_Requirement_
Below are records; count the lines that hold the string "always" and give only the count.
*** Opening of Input material ***
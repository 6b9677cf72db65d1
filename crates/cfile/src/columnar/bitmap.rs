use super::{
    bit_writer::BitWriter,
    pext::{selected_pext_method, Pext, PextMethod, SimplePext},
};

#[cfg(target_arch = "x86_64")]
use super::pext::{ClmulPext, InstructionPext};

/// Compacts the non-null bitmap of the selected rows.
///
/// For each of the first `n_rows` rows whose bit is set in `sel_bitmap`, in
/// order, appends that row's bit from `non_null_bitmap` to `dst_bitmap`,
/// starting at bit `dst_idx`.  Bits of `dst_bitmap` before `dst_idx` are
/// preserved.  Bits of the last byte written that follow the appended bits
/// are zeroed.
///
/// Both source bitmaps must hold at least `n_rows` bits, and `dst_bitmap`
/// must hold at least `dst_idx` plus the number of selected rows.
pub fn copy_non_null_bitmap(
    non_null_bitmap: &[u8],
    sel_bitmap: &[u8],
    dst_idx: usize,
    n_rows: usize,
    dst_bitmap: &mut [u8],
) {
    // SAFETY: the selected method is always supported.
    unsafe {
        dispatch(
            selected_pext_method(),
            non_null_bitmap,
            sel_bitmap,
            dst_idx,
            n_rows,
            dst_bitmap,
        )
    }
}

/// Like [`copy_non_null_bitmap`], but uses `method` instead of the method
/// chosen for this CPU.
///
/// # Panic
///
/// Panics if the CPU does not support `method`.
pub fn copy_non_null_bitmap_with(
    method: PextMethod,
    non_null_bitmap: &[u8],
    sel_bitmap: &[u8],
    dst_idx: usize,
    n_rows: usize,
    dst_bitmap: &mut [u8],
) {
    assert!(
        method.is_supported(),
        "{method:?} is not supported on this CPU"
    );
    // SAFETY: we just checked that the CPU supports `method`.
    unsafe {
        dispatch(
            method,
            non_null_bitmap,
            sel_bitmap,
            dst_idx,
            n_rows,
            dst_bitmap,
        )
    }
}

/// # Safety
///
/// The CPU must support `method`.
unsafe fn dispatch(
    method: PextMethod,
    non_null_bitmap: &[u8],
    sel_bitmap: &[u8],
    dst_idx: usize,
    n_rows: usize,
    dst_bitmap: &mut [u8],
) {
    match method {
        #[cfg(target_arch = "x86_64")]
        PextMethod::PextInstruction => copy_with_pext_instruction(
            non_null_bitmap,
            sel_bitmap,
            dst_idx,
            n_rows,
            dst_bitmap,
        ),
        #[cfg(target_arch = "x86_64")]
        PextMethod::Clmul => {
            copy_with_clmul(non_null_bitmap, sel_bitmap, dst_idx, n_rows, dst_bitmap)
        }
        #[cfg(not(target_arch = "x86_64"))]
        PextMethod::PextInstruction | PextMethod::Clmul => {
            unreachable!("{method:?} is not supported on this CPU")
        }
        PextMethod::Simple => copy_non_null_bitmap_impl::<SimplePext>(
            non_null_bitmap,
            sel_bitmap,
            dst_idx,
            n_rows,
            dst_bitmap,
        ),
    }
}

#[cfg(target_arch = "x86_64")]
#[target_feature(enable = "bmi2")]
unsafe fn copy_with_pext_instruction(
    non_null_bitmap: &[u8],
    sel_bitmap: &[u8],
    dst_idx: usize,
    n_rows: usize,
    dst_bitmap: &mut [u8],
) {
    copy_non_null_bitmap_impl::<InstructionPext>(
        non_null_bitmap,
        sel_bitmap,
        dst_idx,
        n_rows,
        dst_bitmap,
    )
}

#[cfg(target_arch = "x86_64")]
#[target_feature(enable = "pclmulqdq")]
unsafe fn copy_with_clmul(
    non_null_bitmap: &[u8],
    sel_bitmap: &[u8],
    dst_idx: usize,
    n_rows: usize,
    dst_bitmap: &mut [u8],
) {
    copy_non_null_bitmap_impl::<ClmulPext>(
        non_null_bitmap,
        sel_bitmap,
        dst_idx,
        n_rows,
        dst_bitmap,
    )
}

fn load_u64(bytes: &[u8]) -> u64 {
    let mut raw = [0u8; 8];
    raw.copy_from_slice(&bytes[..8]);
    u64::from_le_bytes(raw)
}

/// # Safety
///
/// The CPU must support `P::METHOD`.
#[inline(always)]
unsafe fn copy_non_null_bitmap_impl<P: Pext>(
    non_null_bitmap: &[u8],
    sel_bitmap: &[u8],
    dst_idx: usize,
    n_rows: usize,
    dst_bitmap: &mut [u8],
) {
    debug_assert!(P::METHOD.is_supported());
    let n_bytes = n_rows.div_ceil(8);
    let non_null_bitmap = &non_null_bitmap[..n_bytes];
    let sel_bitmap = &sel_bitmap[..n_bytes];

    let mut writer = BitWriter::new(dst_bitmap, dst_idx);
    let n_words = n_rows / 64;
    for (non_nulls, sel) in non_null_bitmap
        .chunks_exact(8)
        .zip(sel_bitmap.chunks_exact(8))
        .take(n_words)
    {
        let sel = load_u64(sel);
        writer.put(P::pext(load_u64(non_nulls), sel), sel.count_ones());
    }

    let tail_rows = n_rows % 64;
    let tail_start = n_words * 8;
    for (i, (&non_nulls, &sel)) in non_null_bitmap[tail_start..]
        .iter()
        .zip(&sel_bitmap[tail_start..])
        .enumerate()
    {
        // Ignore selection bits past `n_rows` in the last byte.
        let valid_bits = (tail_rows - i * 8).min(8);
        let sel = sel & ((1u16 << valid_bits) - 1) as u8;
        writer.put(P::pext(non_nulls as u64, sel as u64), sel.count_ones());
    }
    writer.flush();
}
*** Close of Input material ***
_Task response_
2